Transparency International Romania will present, by 28th March 2009, a complete analysis report for the codes, which will be subjected to public debate. Without being able to substitute for the lack of transparency of the Ministry of Justice, we are trying to limit its effects.
We consider it would have been necessary to also supply the justification for all the norms provided in the draft codes. The fact that the Minister of Justice tries to transfer the technical accountability to the working groups is unreasonable, considering the fact that the specialists within these groups have informed that the promoted form was not the final one, and that at least three more working months were necessary to bring it to this stage.

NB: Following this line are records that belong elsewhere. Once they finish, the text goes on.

//! Layout tree primitives – the typed node kinds a report is composed of,
//! plus the id handles used to address them inside a [`Document`].
//!
//! Ownership rules: a [`Document`] owns its sections and a flat arena of
//! tables. A table belongs either to a section (top level) or to exactly one
//! cell (nested) – never both. Rows belong to exactly one table and cells to
//! exactly one row, both held by value.
//!
//! The whole tree is serde-serialisable so a render backend can consume it
//! out of process and tests can snapshot it.
//!
//! [`Document`]: crate::document::Document

use serde::{Deserialize, Serialize};

use crate::defaults;
use crate::style::{
    Alignment, Border, Color, Padding, TableBorder, TextStyle, VerticalAlignment,
};

// ---------------------------------------------------------------------------
// Id handles
// ---------------------------------------------------------------------------

/// Handle to a [`Section`] within its document.
#[derive(Debug, Clone, Copy, PartialEq, Eq, Hash, Serialize, Deserialize)]
pub struct SectionId(pub(crate) usize);

/// Handle to a [`Table`] in the document's table arena.
#[derive(Debug, Clone, Copy, PartialEq, Eq, Hash, Serialize, Deserialize)]
pub struct TableId(pub(crate) usize);

/// Handle to a [`Row`] within one table.
#[derive(Debug, Clone, Copy, PartialEq, Eq, Hash, Serialize, Deserialize)]
pub struct RowId {
    pub(crate) table: TableId,
    pub(crate) index: usize,
}

impl RowId {
    /// The table this row belongs to.
    pub fn table(&self) -> TableId {
        self.table
    }
}

/// Handle to a [`Cell`] within one row.
#[derive(Debug, Clone, Copy, PartialEq, Eq, Hash, Serialize, Deserialize)]
pub struct CellId {
    pub(crate) row: RowId,
    pub(crate) index: usize,
}

impl CellId {
    pub fn row(&self) -> RowId {
        self.row
    }
}

// ---------------------------------------------------------------------------
// Page / section
// ---------------------------------------------------------------------------

/// Physical page metrics for one section, in points.
#[derive(Debug, Clone, Copy, PartialEq, Serialize, Deserialize)]
pub struct PageSetup {
    pub width: f32,
    pub height: f32,
    pub margin: Padding,
}

impl PageSetup {
    /// A4 portrait with the standard 2.54 cm margin.
    pub fn a4() -> Self {
        let margin = defaults::ONE_CM_PT * defaults::DEFAULT_PAGE_MARGIN_CM;
        Self {
            width: defaults::A4_WIDTH_PT,
            height: defaults::A4_HEIGHT_PT,
            margin: Padding::all(margin),
        }
    }
}

/// A repeating page decoration bound to a section. Odd and even pages share
/// one binding; there is no odd/even differentiation.
#[derive(Debug, Clone, Copy, PartialEq, Serialize, Deserialize)]
pub struct HeaderFooter {
    /// Distance from the page edge, in points.
    pub distance_from_edge: f32,
    pub table: TableId,
}

/// One page-layout context within a document.
#[derive(Debug, Clone, PartialEq, Serialize, Deserialize)]
pub struct Section {
    pub page: PageSetup,
    pub is_landscape: bool,
    /// Top-level content in document order.
    pub tables: Vec<TableId>,
    pub header: Option<HeaderFooter>,
    pub footer: Option<HeaderFooter>,
}

impl Section {
    pub fn new(page: PageSetup, is_landscape: bool) -> Self {
        Self {
            page,
            is_landscape,
            tables: Vec::new(),
            header: None,
            footer: None,
        }
    }
}

// ---------------------------------------------------------------------------
// Table / row / cell
// ---------------------------------------------------------------------------

/// A structural table. The column-width specification is a single string of
/// space-separated point widths, one token per column – kept verbatim, since
/// both span derivation and the render backend interpret it and must agree
/// on the token count.
#[derive(Debug, Clone, PartialEq, Serialize, Deserialize)]
pub struct Table {
    pub column_widths: String,
    pub rows: Vec<Row>,

    // Defaults cascading onto rows/cells that don't override them.
    pub default_cell_padding: Option<Padding>,
    pub default_cell_border: Option<Border>,
    pub default_text: TextStyle,

    pub alignment: Alignment,
    pub border: Option<TableBorder>,
    pub background: Option<Color>,

    // Pagination hints, opaque to the composition core.
    pub is_broken: bool,
    pub is_kept_together: bool,
    pub is_kept_with_next: bool,
    pub is_first_row_repeated: bool,
    pub starts_new_page: bool,
    /// Clip content that exceeds a fixed row height instead of growing.
    pub clips_fixed_row_height: bool,
}

impl Table {
    pub fn new(column_widths: &str) -> Self {
        Self {
            column_widths: column_widths.to_string(),
            rows: Vec::new(),
            default_cell_padding: None,
            default_cell_border: None,
            default_text: TextStyle::default(),
            alignment: Alignment::Left,
            border: None,
            background: None,
            is_broken: true,
            is_kept_together: false,
            is_kept_with_next: false,
            is_first_row_repeated: false,
            starts_new_page: false,
            clips_fixed_row_height: false,
        }
    }
}

/// One row of a table.
#[derive(Debug, Clone, PartialEq, Serialize, Deserialize)]
pub struct Row {
    pub cells: Vec<Cell>,
    pub default_text: TextStyle,
    pub default_alignment: Alignment,
    pub default_cell_padding: Option<Padding>,
    pub default_cell_border: Option<Border>,
    /// Border drawn around the row itself, independent of any cells.
    pub border: Option<Border>,
    pub background: Option<Color>,
    pub vertical_alignment: VerticalAlignment,
    pub is_broken: bool,
    pub is_in_new_page: bool,
    pub fixed_height: Option<f32>,
}

impl Row {
    pub fn new(default_text: TextStyle) -> Self {
        Self {
            cells: Vec::new(),
            default_text,
            default_alignment: Alignment::Left,
            default_cell_padding: None,
            default_cell_border: None,
            border: None,
            background: None,
            vertical_alignment: VerticalAlignment::Top,
            is_broken: true,
            is_in_new_page: false,
            fixed_height: None,
        }
    }
}

/// One cell of a row. All style attributes are fully resolved by the time
/// the cell sits in the tree.
#[derive(Debug, Clone, PartialEq, Serialize, Deserialize)]
pub struct Cell {
    pub content: CellContent,
    pub column_span: usize,
    pub row_span: usize,
    pub border: Option<Border>,
    /// Rounded-corner radius for the cell border, when requested.
    pub corner_radius: Option<f32>,
    pub background: Option<Color>,
    pub text: TextStyle,
    pub alignment: Option<Alignment>,
    pub vertical_alignment: Option<VerticalAlignment>,
    pub padding: Option<Padding>,
    pub is_no_border: bool,
}

impl Cell {
    pub fn new(content: CellContent, text: TextStyle) -> Self {
        Self {
            content,
            column_span: defaults::DEFAULT_COLUMN_SPAN,
            row_span: defaults::DEFAULT_ROW_SPAN,
            border: None,
            corner_radius: None,
            background: None,
            text,
            alignment: None,
            vertical_alignment: None,
            padding: None,
            is_no_border: false,
        }
    }

    pub fn empty(text: TextStyle) -> Self {
        Self::new(CellContent::Empty, text)
    }
}

// ---------------------------------------------------------------------------
// Leaf content
// ---------------------------------------------------------------------------

/// What a cell holds. Exactly one variant per cell; the richer intent
/// descriptors used during composition are consumed and never stored here.
#[derive(Debug, Clone, PartialEq, Serialize, Deserialize)]
pub enum CellContent {
    /// A styled placeholder with no content.
    Empty,
    /// A single text run.
    Text(TextRun),
    /// Multiple differently styled runs flowing as one paragraph.
    Segments(Vec<Segment>),
    /// A bullet, auto-numbered, or checkbox item.
    ListItem(ListItem),
    /// A nested table.
    Table(TableId),
}

/// A single styled text run.
#[derive(Debug, Clone, PartialEq, Serialize, Deserialize)]
pub struct TextRun {
    pub content: String,
    pub style: TextStyle,
    /// Extra margin around the paragraph, outside the cell padding.
    pub margin: Option<Padding>,
}

impl TextRun {
    pub fn new(content: &str, style: TextStyle) -> Self {
        Self {
            content: content.to_string(),
            style,
            margin: None,
        }
    }
}

/// One run within a [`CellContent::Segments`] paragraph.
#[derive(Debug, Clone, PartialEq, Serialize, Deserialize)]
pub struct Segment {
    pub content: String,
    pub style: TextStyle,
}

/// The label in front of a list item's text.
#[derive(Debug, Clone, PartialEq, Serialize, Deserialize)]
pub enum ListMarker {
    /// A literal glyph (bullet point, checkbox tick).
    Glyph {
        glyph: String,
        offset: f32,
        font_size: f32,
    },
    /// An auto-incrementing arabic label ("1.", "2.", …). Numbering is
    /// scoped to the item's own table; it restarts for every item composed
    /// through a separate call.
    AutoNumber { suffix: String },
}

/// A normalised list entry (bullet point, numbered heading, checkbox).
#[derive(Debug, Clone, PartialEq, Serialize, Deserialize)]
pub struct ListItem {
    pub marker: ListMarker,
    pub content: String,
    pub level: u8,
    pub style: TextStyle,
}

We request that the Ministry of Justice does not keep on excessively using the name of the European Commission in order to push draft laws which are insufficiently considered or bear contrary effects to those requested by the European Union. We would like to remind that European Commission reports require the adoption of the code for a more efficient and coherent anticorruption activity, yet the effect of the draft codes is converse to these requirements.
We request that the European Commission does not endorse the Bucharest authorities’ initiatives, which may have negative consequences for the health of the Romanian society, regardless of the purely formal justifications they might convey. Unfortunately, the approach of some of the Bucharest officials with regard to the Romania – EU relationship worked on the benchmark-checkmark system without technical basis and serious impact analyses.
We request that the Parliament of Romania returns the codes to the Government, so as the latter carries out a real public consultation, not only in the framework of a number of expert roundtables, since these codes will be applicable to all citizens and resident companies. It is unnatural for the legislative chambers to have to formally analyse the legal text without the reports regarding the penal policy options of the state and the conclusions of the debates with the stakeholders, which have led to the proposed legislative solutions.